Et à la date du 1er juillet de la même année : « Je marche tant que je veux ; je mets d’une eau d’Emeraude si agréable que, si je ne la mettais sur ma jambe, je la mettrais sur mon mouchoir. »

Nous ne voyons rien dans ces lettres qui puisse faire supposer qu’il entrât de l’urine dans cette eau qui sentait « divinement bon – ». Ni son odeur, ni son mode d’emploi ne le peuvent faire admettre. De plus, nous trouvons dans les Eléments de pharmacie de Baumé, une formule d’une eau d’émeraude qui paraît suffisamment explicite : c’est une simple alcoolature de plantes aromatiques, d’où la bonne odeur du produit et sa couleur émeraude, due à la macération des plantes fraîches. La cause paraît jugée, mais cette rectification pourra-t-elle détruire la légende qui s’est créée sur ce point, le fait est moins certain.

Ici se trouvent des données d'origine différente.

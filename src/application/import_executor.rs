use std::sync::Arc;
use std::time::Duration;
use chrono::Utc;
use tokio_util::sync::CancellationToken;
use tracing::{debug, error, info, warn};
use uuid::Uuid;
use crate::domain::{
    catalog::FieldCatalog,
    error::ImportError,
    models::{
        ColumnMapping, CreateOrderResponse, ImportOutcome, ImportProgress, OrderPayload,
        RowError, ValidatedRow,
    },
    ports::{ImportHistoryStore, OrderGateway},
};

pub const UNKNOWN_ERROR: &str = "unknown error";
pub const CANCELLED_MESSAGE: &str = "import cancelled";

enum RowResult {
    Accepted,
    Failed(String),
    Cancelled,
}

/// Knobs for a run. The defaults wait indefinitely and cannot be cancelled.
#[derive(Debug, Clone, Default)]
pub struct ExecutorOptions {
    /// Upper bound on a single create-order call.
    pub row_timeout: Option<Duration>,
    pub cancellation: Option<CancellationToken>,
}

/// Submits valid rows to the order gateway one at a time.
pub struct ImportExecutor {
    gateway: Arc<dyn OrderGateway>,
    history: Arc<dyn ImportHistoryStore>,
    options: ExecutorOptions,
}

impl ImportExecutor {
    pub fn new(
        gateway: Arc<dyn OrderGateway>,
        history: Arc<dyn ImportHistoryStore>,
        options: ExecutorOptions,
    ) -> Self {
        Self {
            gateway,
            history,
            options,
        }
    }

    /// Runs one import over the rows that are currently valid and records the
    /// outcome in the history store.
    ///
    /// Rows are awaited strictly in order. A rejected or failed row is
    /// recorded and the run moves on; nothing short of cancellation stops it.
    pub async fn run<F>(
        &self,
        rows: &[ValidatedRow],
        mapping: &ColumnMapping,
        catalog: &FieldCatalog,
        file_name: &str,
        mut on_progress: F,
    ) -> ImportOutcome
    where
        F: FnMut(ImportProgress),
    {
        let started_at = Utc::now();
        let valid_rows: Vec<&ValidatedRow> = rows.iter().filter(|r| r.valid).collect();
        let total = valid_rows.len();
        info!("Starting import of {} rows from '{}'", total, file_name);

        let mut success_count = 0;
        let mut errors = Vec::new();
        let mut cancelled = false;

        for (position, row) in valid_rows.iter().enumerate() {
            let row_number = position + 1;
            let source_row = row.row.index + 1;

            let result = if cancelled || self.is_cancelled() {
                RowResult::Cancelled
            } else {
                let payload = build_order_payload(row, mapping, catalog);
                debug!("Submitting row {} of {} ({} fields)", row_number, total, payload.len());
                self.submit(&payload).await
            };

            let message = match result {
                RowResult::Accepted => {
                    success_count += 1;
                    None
                }
                RowResult::Failed(message) => {
                    warn!("Row {} (file row {}) failed: {}", row_number, source_row, message);
                    Some(message)
                }
                RowResult::Cancelled => {
                    cancelled = true;
                    Some(CANCELLED_MESSAGE.to_string())
                }
            };
            if let Some(message) = message {
                errors.push(RowError {
                    row_number,
                    source_row,
                    message,
                });
            }

            on_progress(ImportProgress::new(row_number, total));
        }

        let outcome = ImportOutcome {
            id: Uuid::new_v4(),
            total,
            success_count,
            failure_count: errors.len(),
            errors,
            file_name: file_name.to_string(),
            started_at,
            timestamp: Utc::now(),
            cancelled,
        };

        if cancelled {
            warn!("Import of '{}' was cancelled", file_name);
        }
        info!(
            "✅ Import of '{}' finished: {} of {} rows imported, {} failed",
            file_name, outcome.success_count, outcome.total, outcome.failure_count
        );

        if let Err(e) = self.history.append(outcome.clone()).await {
            error!("Failed to record import outcome {}: {}", outcome.id, e);
        }

        outcome
    }

    fn is_cancelled(&self) -> bool {
        self.options
            .cancellation
            .as_ref()
            .map_or(false, CancellationToken::is_cancelled)
    }

    /// One create-order call, reduced to what gets recorded for the row.
    async fn submit(&self, payload: &OrderPayload) -> RowResult {
        let call = self.call_with_timeout(payload);

        let response = match &self.options.cancellation {
            Some(token) => tokio::select! {
                _ = token.cancelled() => return RowResult::Cancelled,
                response = call => response,
            },
            None => call.await,
        };

        match response {
            Ok(CreateOrderResponse { success: true, .. }) => RowResult::Accepted,
            Ok(CreateOrderResponse { message, .. }) => RowResult::Failed(non_blank(message)),
            Err(e) => {
                error!("Create-order call failed: {}", e);
                RowResult::Failed(non_blank(Some(e.to_string())))
            }
        }
    }

    async fn call_with_timeout(&self, payload: &OrderPayload) -> Result<CreateOrderResponse, ImportError> {
        match self.options.row_timeout {
            Some(limit) => tokio::time::timeout(limit, self.gateway.create_order(payload))
                .await
                .unwrap_or_else(|_| {
                    Err(ImportError::Transport(format!(
                        "request timed out after {} ms",
                        limit.as_millis()
                    )))
                }),
            None => self.gateway.create_order(payload).await,
        }
    }
}

fn non_blank(message: Option<String>) -> String {
    message
        .filter(|m| !m.trim().is_empty())
        .unwrap_or_else(|| UNKNOWN_ERROR.to_string())
}

/// Builds the create-order body for one row. Unmapped fields and blank
/// values are left out rather than sent empty.
pub fn build_order_payload(row: &ValidatedRow, mapping: &ColumnMapping, catalog: &FieldCatalog) -> OrderPayload {
    let mut payload = OrderPayload::new();

    for field in catalog.fields() {
        let value = mapping
            .get(field.key)
            .and_then(|header| row.row.value(header))
            .map(str::trim)
            .filter(|value| !value.is_empty());

        if let Some(value) = value {
            payload.insert(field.key.to_string(), serde_json::Value::String(value.to_string()));
        }
    }

    payload
}
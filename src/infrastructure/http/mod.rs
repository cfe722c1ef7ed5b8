pub mod order_api;
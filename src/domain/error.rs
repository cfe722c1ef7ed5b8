use thiserror::Error;

use crate::domain::models::WizardStage;

#[derive(Debug, Error)]
pub enum ImportError {
    #[error("Nothing to import: the file needs a header line and at least one data line")]
    ParseEmpty,

    #[error("Unsupported file '{0}': expected a .csv or .txt file")]
    UnsupportedFile(String),

    #[error("IO error: {0}")]
    Io(#[from] std::io::Error),

    #[error("Required fields are not mapped: {}", .0.join(", "))]
    MappingIncomplete(Vec<String>),

    #[error("Unknown field '{0}'")]
    UnknownField(String),

    #[error("Column '{0}' is not present in the uploaded file")]
    UnknownHeader(String),

    #[error("No valid rows to import")]
    NoValidRows,

    #[error("Cannot {action} during the {stage} stage")]
    InvalidTransition {
        stage: WizardStage,
        action: &'static str,
    },

    #[error("{0}")]
    Transport(String),

    #[error("Unexpected response: {0}")]
    Decode(String),

    #[error("Configuration error: {0}")]
    Config(String),

    #[error("Template error: {0}")]
    Template(String),
}
//! Bulk CSV import of delivery orders.
//!
//! An uploaded CSV is parsed, its columns are mapped onto the order schema,
//! rows are checked for required values, and the valid ones are submitted to
//! the order API one at a time. A failed row never stops the run.

pub mod application;
pub mod config;
pub mod domain;
pub mod infrastructure;

pub use application::import_executor::{ExecutorOptions, ImportExecutor};
pub use application::wizard::ImportWizard;
pub use domain::catalog::{FieldCatalog, FieldSpec};
pub use domain::error::ImportError;
pub use domain::models::{ColumnMapping, ImportOutcome, RawTable, RowError, ValidatedRow, WizardStage};
pub use domain::ports::{ImportHistoryStore, OrderGateway};
pub mod auto_mapper;
pub mod import_executor;
pub mod row_validator;
pub mod wizard;
//! Database layer for batch-dl
//!
//! Handles SQLite persistence for the target archive.
//!
//! ## Submodules
//!
//! Methods on [`Database`] are organized by domain:
//! - [`migrations`] - Database lifecycle, schema migrations
//! - [`archive`] - Previously downloaded account names

use sqlx::{FromRow, sqlite::SqlitePool};

mod archive;
mod migrations;

/// Archive record from database
#[derive(Debug, Clone, FromRow)]
pub struct ArchiveEntry {
    /// Unique database ID (insertion order)
    pub id: i64,
    /// Platform key ("instagram" or "twitter")
    pub platform: String,
    /// Account name without `@`
    pub username: String,
    /// Unix timestamp when the name was archived
    pub added_at: i64,
}

/// Database handle for batch-dl
pub struct Database {
    pool: SqlitePool,
}

// unwrap/expect are acceptable in tests for concise failure-on-error assertions
#[allow(clippy::unwrap_used, clippy::expect_used)]
#[cfg(test)]
mod tests;
//! Per-target process supervision
//!
//! [`run_target`] owns one gallery-dl process from spawn to exit. Both output
//! pipes are read by small forwarding tasks that push raw chunks into a single
//! channel; the supervising task consumes that channel, so a target's lines are
//! interpreted strictly in arrival order.
//!
//! Every failure is folded into the returned [`TargetOutcome`]; nothing here
//! returns an error to the batch scheduler.

use std::sync::Arc;
use std::time::Duration;
use tokio::io::{AsyncRead, AsyncReadExt};
use tokio::process::Child;
use tokio::sync::{broadcast, mpsc};
use tokio_util::sync::CancellationToken;

use super::registry::ProcessRegistry;
use crate::command::{CommandComposer, ComposeRequest};
use crate::interpreter::{
    Directive, InterpretMode, LineAssembler, OutputInterpreter, OutputRules,
};
use crate::types::{AccountStatus, Event, LogKind, TargetOutcome};

/// Pipe read buffer size
const READ_BUF_SIZE: usize = 8 * 1024;

/// Chunks buffered between the pipe readers and the supervisor
const CHUNK_CHANNEL_CAPACITY: usize = 64;

/// How long buffered output is still read once the process has exited
const EXIT_DRAIN_GRACE: Duration = Duration::from_millis(500);

/// Shared dependencies of every supervised download
#[derive(Clone)]
pub struct SupervisorContext {
    /// Builds the command for each target
    pub composer: Arc<dyn CommandComposer>,
    /// Output classification rules
    pub rules: OutputRules,
    /// Where live processes are recorded for `stop()`
    pub registry: ProcessRegistry,
    /// Event sink
    pub event_tx: broadcast::Sender<Event>,
    /// Time a terminated process gets before it is killed
    pub kill_grace: Duration,
    /// Session-wide token; cancelling it terminates every supervised process
    pub session_cancel: CancellationToken,
}

impl SupervisorContext {
    fn emit(&self, event: Event) {
        self.event_tx.send(event).ok();
    }
}

/// One download to supervise
#[derive(Debug, Clone)]
pub struct TargetJob {
    /// Target name used in events
    pub target: String,
    /// Log line emitted before the process starts
    pub announce: String,
    /// Command inputs
    pub request: ComposeRequest,
    /// Output interpretation mode
    pub mode: InterpretMode,
}

/// One-shot record of how a process ended
///
/// The supervisor may observe an ending more than once: the exit status while
/// output is still being read, the wait after both pipes close, or the
/// completion of a forced kill. The first observation decides the status.
#[derive(Debug, Default)]
pub struct ExitLatch {
    outcome: Option<AccountStatus>,
}

impl ExitLatch {
    /// Record an exit; returns `true` only for the first call
    pub fn settle(&mut self, status: AccountStatus) -> bool {
        if self.outcome.is_some() {
            return false;
        }
        self.outcome = Some(status);
        true
    }

    /// Settled status, if any
    pub fn outcome(&self) -> Option<AccountStatus> {
        self.outcome
    }
}

#[derive(Debug, Clone, Copy, PartialEq, Eq)]
enum Pipe {
    Stdout,
    Stderr,
}

struct Chunk {
    pipe: Pipe,
    bytes: Vec<u8>,
}

/// Run one download to completion and report its outcome
///
/// Emits the announce log first and exactly one `account` event last.
pub async fn run_target(ctx: &SupervisorContext, job: TargetJob) -> TargetOutcome {
    ctx.emit(Event::log(LogKind::Info, job.announce.clone()));

    let command = ctx.composer.compose(&job.request);
    let mut interpreter = OutputInterpreter::new(ctx.rules.clone(), job.target.clone(), job.mode);

    let status = match command.to_command().spawn() {
        Ok(child) => supervise(ctx, &job.target, child, &mut interpreter).await,
        Err(e) => {
            tracing::warn!(
                account = %job.target,
                program = %command.program.display(),
                error = %e,
                "failed to spawn gallery-dl"
            );
            ctx.emit(Event::log(
                LogKind::Error,
                format!("Error: failed to start gallery-dl: {e} (@{})", job.target),
            ));
            AccountStatus::Error
        }
    };

    let progress = interpreter.progress();
    let outcome = TargetOutcome {
        target: job.target,
        new_files: progress.new_items,
        new_posts: progress.distinct_content(),
        status,
    };

    tracing::info!(
        account = %outcome.target,
        new_files = outcome.new_files,
        new_posts = outcome.new_posts,
        status = ?outcome.status,
        "account finished"
    );
    ctx.emit(Event::Account {
        target: outcome.target.clone(),
        new_files: outcome.new_files,
        new_posts: outcome.new_posts,
        status: outcome.status,
    });
    outcome
}

async fn supervise(
    ctx: &SupervisorContext,
    target: &str,
    mut child: Child,
    interpreter: &mut OutputInterpreter,
) -> AccountStatus {
    let pid = child.id();
    let (handle, cancel) = ctx.registry.register(pid, target).await;
    tracing::debug!(account = %target, pid = ?pid, "gallery-dl started");

    let (chunk_tx, mut chunk_rx) = mpsc::channel(CHUNK_CHANNEL_CAPACITY);
    let mut readers = Vec::with_capacity(2);
    if let Some(stdout) = child.stdout.take() {
        readers.push(tokio::spawn(forward_pipe(stdout, Pipe::Stdout, chunk_tx.clone())));
    }
    if let Some(stderr) = child.stderr.take() {
        readers.push(tokio::spawn(forward_pipe(stderr, Pipe::Stderr, chunk_tx.clone())));
    }
    drop(chunk_tx);

    let mut lines = PipeLines::default();
    let mut latch = ExitLatch::default();
    let mut terminate = false;

    'read: loop {
        tokio::select! {
            biased;
            _ = cancel.cancelled() => {
                tracing::debug!(account = %target, "stop requested");
                terminate = true;
                break 'read;
            }
            // Covers a stop that lands between spawn and registration
            _ = ctx.session_cancel.cancelled() => {
                tracing::debug!(account = %target, "session cancelled");
                terminate = true;
                break 'read;
            }
            exited = child.wait() => {
                latch.settle(status_of(target, exited));
                // Helpers that inherited the pipes may hold them open; only
                // output that is already on its way is read.
                let drain = async {
                    while let Some(chunk) = chunk_rx.recv().await {
                        feed_chunk(ctx, interpreter, &mut lines, chunk);
                    }
                };
                if tokio::time::timeout(EXIT_DRAIN_GRACE, drain).await.is_err() {
                    tracing::debug!(account = %target, "pipes still open after exit");
                }
                break 'read;
            }
            chunk = chunk_rx.recv() => {
                let Some(chunk) = chunk else {
                    break 'read;
                };
                if feed_chunk(ctx, interpreter, &mut lines, chunk) == Directive::Terminate {
                    terminate = true;
                    break 'read;
                }
            }
        }
    }

    if !terminate {
        lines.finish(ctx, interpreter);
    }
    // Pipe readers exit once their next send fails; abort covers readers
    // blocked on a pipe a helper process still holds.
    drop(chunk_rx);
    for reader in readers {
        reader.abort();
    }

    // Both pipes closed but the process is still alive
    if latch.outcome().is_none() && !terminate {
        tokio::select! {
            biased;
            _ = cancel.cancelled() => {
                tracing::debug!(account = %target, "stop requested after output closed");
                terminate = true;
            }
            _ = ctx.session_cancel.cancelled() => {
                tracing::debug!(account = %target, "session cancelled after output closed");
                terminate = true;
            }
            exited = child.wait() => {
                latch.settle(status_of(target, exited));
            }
        }
    }

    if terminate && latch.outcome().is_none() {
        send_terminate(&mut child, target);
        match tokio::time::timeout(ctx.kill_grace, child.wait()).await {
            Ok(exited) => {
                latch.settle(status_of(target, exited));
            }
            Err(_) => {
                tracing::warn!(
                    account = %target,
                    grace_secs = ctx.kill_grace.as_secs(),
                    "gallery-dl ignored SIGTERM, killing"
                );
                if let Err(e) = child.start_kill() {
                    tracing::debug!(account = %target, error = %e, "kill failed");
                }
                latch.settle(status_of(target, child.wait().await));
            }
        }
    }

    ctx.registry.deregister(handle).await;
    latch.outcome().unwrap_or(AccountStatus::Error)
}

/// Partial lines carried between chunks, per pipe
#[derive(Default)]
struct PipeLines {
    stdout: LineAssembler,
    stderr: LineAssembler,
}

impl PipeLines {
    /// Interpret unterminated trailing lines
    fn finish(&mut self, ctx: &SupervisorContext, interpreter: &mut OutputInterpreter) {
        if let Some(line) = self.stdout.finish() {
            feed_stdout(ctx, interpreter, &line);
        }
        if let Some(line) = self.stderr.finish() {
            emit_all(ctx, interpreter.interpret_stderr(&line));
        }
    }
}

fn feed_chunk(
    ctx: &SupervisorContext,
    interpreter: &mut OutputInterpreter,
    lines: &mut PipeLines,
    chunk: Chunk,
) -> Directive {
    match chunk.pipe {
        Pipe::Stdout => {
            for line in lines.stdout.push(&chunk.bytes) {
                if feed_stdout(ctx, interpreter, &line) == Directive::Terminate {
                    return Directive::Terminate;
                }
            }
        }
        Pipe::Stderr => {
            for line in lines.stderr.push(&chunk.bytes) {
                emit_all(ctx, interpreter.interpret_stderr(&line));
            }
        }
    }
    Directive::Continue
}

fn feed_stdout(
    ctx: &SupervisorContext,
    interpreter: &mut OutputInterpreter,
    line: &str,
) -> Directive {
    let interpretation = interpreter.interpret(line);
    emit_all(ctx, interpretation.events);
    interpretation.directive
}

fn emit_all(ctx: &SupervisorContext, events: Vec<Event>) {
    for event in events {
        ctx.emit(event);
    }
}

fn status_of(target: &str, result: std::io::Result<std::process::ExitStatus>) -> AccountStatus {
    match result {
        Ok(exit) => {
            tracing::debug!(account = %target, code = ?exit.code(), "gallery-dl exited");
            AccountStatus::from_exit_code(exit.code())
        }
        Err(e) => {
            tracing::warn!(account = %target, error = %e, "failed to wait for gallery-dl");
            AccountStatus::Error
        }
    }
}

async fn forward_pipe<R>(mut reader: R, pipe: Pipe, tx: mpsc::Sender<Chunk>)
where
    R: AsyncRead + Unpin,
{
    let mut buf = vec![0u8; READ_BUF_SIZE];
    loop {
        match reader.read(&mut buf).await {
            Ok(0) => break,
            Ok(n) => {
                let chunk = Chunk {
                    pipe,
                    bytes: buf[..n].to_vec(),
                };
                if tx.send(chunk).await.is_err() {
                    break;
                }
            }
            Err(e) => {
                tracing::debug!(?pipe, error = %e, "pipe read failed");
                break;
            }
        }
    }
}

#[cfg(unix)]
fn send_terminate(child: &mut Child, target: &str) {
    let Some(pid) = child.id() else {
        return;
    };
    let Ok(pid) = libc::pid_t::try_from(pid) else {
        return;
    };
    // SAFETY: kill(2) takes plain integers. The pid belongs to a child that has
    // not been reaped yet (`child.id()` returns None after wait), so it cannot
    // refer to an unrelated process.
    let rc = unsafe { libc::kill(pid, libc::SIGTERM) };
    if rc != 0 {
        tracing::debug!(
            account = %target,
            error = %std::io::Error::last_os_error(),
            "SIGTERM failed"
        );
    }
}

#[cfg(not(unix))]
fn send_terminate(child: &mut Child, target: &str) {
    if let Err(e) = child.start_kill() {
        tracing::debug!(account = %target, error = %e, "terminate failed");
    }
}
//! HTTP error response handling for the API
//!
//! Converts domain errors to HTTP responses with a status code and a JSON
//! [`ApiError`] body.

use crate::error::{ApiError, Error, ToHttpStatus};
use axum::{
    Json,
    http::StatusCode,
    response::{IntoResponse, Response},
};

impl IntoResponse for Error {
    fn into_response(self) -> Response {
        let status_code =
            StatusCode::from_u16(self.status_code()).unwrap_or(StatusCode::INTERNAL_SERVER_ERROR);

        let api_error: ApiError = self.into();

        (status_code, Json(api_error)).into_response()
    }
}

impl IntoResponse for ApiError {
    fn into_response(self) -> Response {
        // A bare ApiError carries no status; errors that do go through Error
        (StatusCode::INTERNAL_SERVER_ERROR, Json(self)).into_response()
    }
}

Quant à l’essence d’urine, il ne peut y avoir de doute : elle avait bien pour base le liquide organique d’un emploi si fréquent au XVIIIe siècle et aux époques antérieures. Les apothicaires du temps tiraient de ce liquide trois préparations : l’esprit igné, le sel volatil et le magistère. C’est au premier qu’avait recours Mme de Sévigné : elle l’utilisait à la dose de quelques gouttes pour ses vapeurs ou mêlée avec autant de baume Tranquille contre ses rhumatismes. Voici ce qu’elle écrit à sa fille, le 15 décembre 1684 : « Je vous envoie ce que j’ai de plus précieux, qui est une demie bouteille de baume Tranquille. Je ne pus jamais l’avoir entière, les Capucins n’en ont plus. Ils vous prient de vous frotter le côté, c’est-à-dire dix à douze gouttes avec autant d’esprit d’urine : il faut que cela soit chaud et qu’il pénètre et s’insinue dans le mal : ils prétendent que cela est divin contre le grand mal de gorge. »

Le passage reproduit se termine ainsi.